▶ Prompt:
Read the lines below and count those that have the word "UserWithPassword". Respond with the number only.

▶ Records for the exercise:
---

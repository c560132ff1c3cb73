//! In-memory user store.

use std::collections::HashMap;

use chrono::Utc;
use parking_lot::RwLock;
use uuid::Uuid;

use super::{StoreError, UserStore};
use crate::auth::AuthError;
use crate::auth::password::{BCRYPT_COST, hash_password_with_cost};
use crate::models::user::{CreateUser, User, UserStatus, UserWithPassword};

/// Both maps are only ever mutated together, under one write guard.
#[derive(Debug, Default)]
struct Tables {
    /// User ID → record.
    users: HashMap<String, UserWithPassword>,
    /// Email → user ID.
    email_index: HashMap<String, String>,
}

impl Tables {
    fn by_email(&self, email: &str) -> Option<&UserWithPassword> {
        self.email_index
            .get(email)
            .and_then(|id| self.users.get(id))
    }
}

/// [`UserStore`] backed by two hash maps behind a reader/writer lock.
#[derive(Debug)]
pub struct MemoryUserStore {
    tables: RwLock<Tables>,
    bcrypt_cost: u32,
}

impl MemoryUserStore {
    /// Create an empty store hashing passwords at the default bcrypt cost.
    pub fn new() -> Self {
        Self::with_bcrypt_cost(BCRYPT_COST)
    }

    /// Create an empty store with an explicit bcrypt cost (4..=31).
    pub fn with_bcrypt_cost(bcrypt_cost: u32) -> Self {
        Self {
            tables: RwLock::new(Tables::default()),
            bcrypt_cost,
        }
    }
}

impl Default for MemoryUserStore {
    fn default() -> Self {
        Self::new()
    }
}

impl UserStore for MemoryUserStore {
    fn create(&self, cmd: CreateUser) -> Result<User, StoreError> {
        // Cheap rejection for the common duplicate case. Not authoritative.
        if self.tables.read().email_index.contains_key(&cmd.email) {
            return Err(StoreError::AlreadyExists(cmd.email));
        }

        // Hash outside the lock; bcrypt is deliberately slow.
        let password_hash =
            hash_password_with_cost(&cmd.password, self.bcrypt_cost).map_err(|e| match e {
                AuthError::PasswordTooLong => StoreError::PasswordTooLong,
                e => StoreError::Internal(e.to_string()),
            })?;

        let now = Utc::now();
        let user = User {
            id: Uuid::new_v4().to_string(),
            first_name: cmd.first_name,
            last_name: cmd.last_name,
            email: cmd.email,
            status: UserStatus::Active,
            created_at: now,
            updated_at: now,
        };

        let mut tables = self.tables.write();
        if tables.email_index.contains_key(&user.email) {
            return Err(StoreError::AlreadyExists(user.email));
        }
        tables
            .email_index
            .insert(user.email.clone(), user.id.clone());
        tables.users.insert(
            user.id.clone(),
            UserWithPassword {
                user: user.clone(),
                password_hash,
            },
        );

        Ok(user)
    }

    fn query_by_id(&self, id: &str) -> Result<User, StoreError> {
        self.tables
            .read()
            .users
            .get(id)
            .map(|record| record.user.clone())
            .ok_or_else(|| StoreError::NotFound(id.to_string()))
    }

    fn query_by_email(&self, email: &str) -> Result<User, StoreError> {
        self.tables
            .read()
            .by_email(email)
            .map(|record| record.user.clone())
            .ok_or_else(|| StoreError::NotFound(email.to_string()))
    }

    fn query_credentials_by_email(&self, email: &str) -> Result<UserWithPassword, StoreError> {
        self.tables
            .read()
            .by_email(email)
            .cloned()
            .ok_or_else(|| StoreError::NotFound(email.to_string()))
    }

    fn list(&self) -> Result<Vec<User>, StoreError> {
        Ok(self
            .tables
            .read()
            .users
            .values()
            .map(|record| record.user.clone())
            .collect())
    }

    fn count(&self) -> usize {
        self.tables.read().users.len()
    }
}

#[cfg(test)]
mod tests {
    use std::collections::HashSet;
    use std::sync::Arc;

    use super::*;
    use crate::auth::password::{MAX_PASSWORD_BYTES, verify_password};

    fn store() -> MemoryUserStore {
        MemoryUserStore::with_bcrypt_cost(4)
    }

    fn cmd(email: &str) -> CreateUser {
        CreateUser {
            first_name: "John".into(),
            last_name: "Doe".into(),
            email: email.into(),
            password: "pw123456".into(),
        }
    }

    #[test]
    fn create_sets_defaults() {
        let store = store();
        let user = store.create(cmd("john@example.com")).unwrap();
        assert!(Uuid::parse_str(&user.id).is_ok());
        assert_eq!(user.first_name, "John");
        assert_eq!(user.last_name, "Doe");
        assert_eq!(user.email, "john@example.com");
        assert_eq!(user.status, UserStatus::Active);
        assert_eq!(user.created_at, user.updated_at);
        assert_eq!(store.count(), 1);
    }

    #[test]
    fn create_rejects_duplicate_email() {
        let store = store();
        store.create(cmd("john@example.com")).unwrap();
        assert_eq!(
            store.create(cmd("john@example.com")),
            Err(StoreError::AlreadyExists("john@example.com".into()))
        );
        assert_eq!(store.count(), 1);
    }

    #[test]
    fn queries_agree_with_create() {
        let store = store();
        let user = store.create(cmd("john@example.com")).unwrap();
        assert_eq!(store.query_by_id(&user.id).unwrap(), user);
        assert_eq!(store.query_by_email("john@example.com").unwrap(), user);
    }

    #[test]
    fn queries_report_not_found() {
        let store = store();
        assert_eq!(
            store.query_by_id("missing"),
            Err(StoreError::NotFound("missing".into()))
        );
        assert_eq!(
            store.query_by_email("nobody@example.com"),
            Err(StoreError::NotFound("nobody@example.com".into()))
        );
        assert!(store.query_credentials_by_email("nobody@example.com").is_err());
    }

    #[test]
    fn dangling_index_entry_is_not_found() {
        let store = store();
        store
            .tables
            .write()
            .email_index
            .insert("ghost@example.com".into(), "no-such-id".into());
        assert_eq!(
            store.query_by_email("ghost@example.com"),
            Err(StoreError::NotFound("ghost@example.com".into()))
        );
    }

    #[test]
    fn password_is_stored_hashed() {
        let store = store();
        store.create(cmd("john@example.com")).unwrap();
        let creds = store.query_credentials_by_email("john@example.com").unwrap();
        assert_ne!(creds.password_hash, "pw123456");
        assert!(verify_password("pw123456", &creds.password_hash).unwrap());
    }

    #[test]
    fn overlong_password_is_refused_without_inserting() {
        let store = store();
        let mut long = cmd("john@example.com");
        long.password = "x".repeat(MAX_PASSWORD_BYTES + 1);
        assert_eq!(store.create(long), Err(StoreError::PasswordTooLong));
        assert_eq!(store.count(), 0);
    }

    #[test]
    fn list_returns_all_users() {
        let store = store();
        assert!(store.list().unwrap().is_empty());
        let a = store.create(cmd("a@example.com")).unwrap();
        let b = store.create(cmd("b@example.com")).unwrap();
        let ids: HashSet<String> = store.list().unwrap().into_iter().map(|u| u.id).collect();
        assert_eq!(ids, HashSet::from([a.id, b.id]));
    }

    #[test]
    fn list_is_a_snapshot() {
        let store = store();
        store.create(cmd("a@example.com")).unwrap();

        let mut snapshot = store.list().unwrap();
        snapshot[0].email = "mutated@example.com".into();
        snapshot.clear();

        store.create(cmd("b@example.com")).unwrap();
        assert!(snapshot.is_empty());

        let fresh = store.list().unwrap();
        assert_eq!(fresh.len(), 2);
        assert!(fresh.iter().all(|u| u.email != "mutated@example.com"));
    }

    #[test]
    fn concurrent_create_same_email_has_one_winner() {
        let store = Arc::new(store());
        let results: Vec<Result<User, StoreError>> = std::thread::scope(|s| {
            let handles: Vec<_> = (0..16)
                .map(|_| {
                    let store = Arc::clone(&store);
                    s.spawn(move || store.create(cmd("race@example.com")))
                })
                .collect();
            handles.into_iter().map(|h| h.join().unwrap()).collect()
        });

        let winners = results.iter().filter(|r| r.is_ok()).count();
        assert_eq!(winners, 1);
        assert!(
            results
                .iter()
                .filter_map(|r| r.as_ref().err())
                .all(|e| *e == StoreError::AlreadyExists("race@example.com".into()))
        );
        assert_eq!(store.count(), 1);
    }

    #[test]
    fn concurrent_create_distinct_emails_all_succeed() {
        let store = Arc::new(store());
        std::thread::scope(|s| {
            for i in 0..16 {
                let store = Arc::clone(&store);
                s.spawn(move || store.create(cmd(&format!("user{i}@example.com"))).unwrap());
            }
        });

        let users = store.list().unwrap();
        assert_eq!(users.len(), 16);
        for user in &users {
            assert_eq!(store.query_by_email(&user.email).unwrap(), *user);
            assert_eq!(store.query_by_id(&user.id).unwrap(), *user);
        }
    }
}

---

▶ Result of the task:
5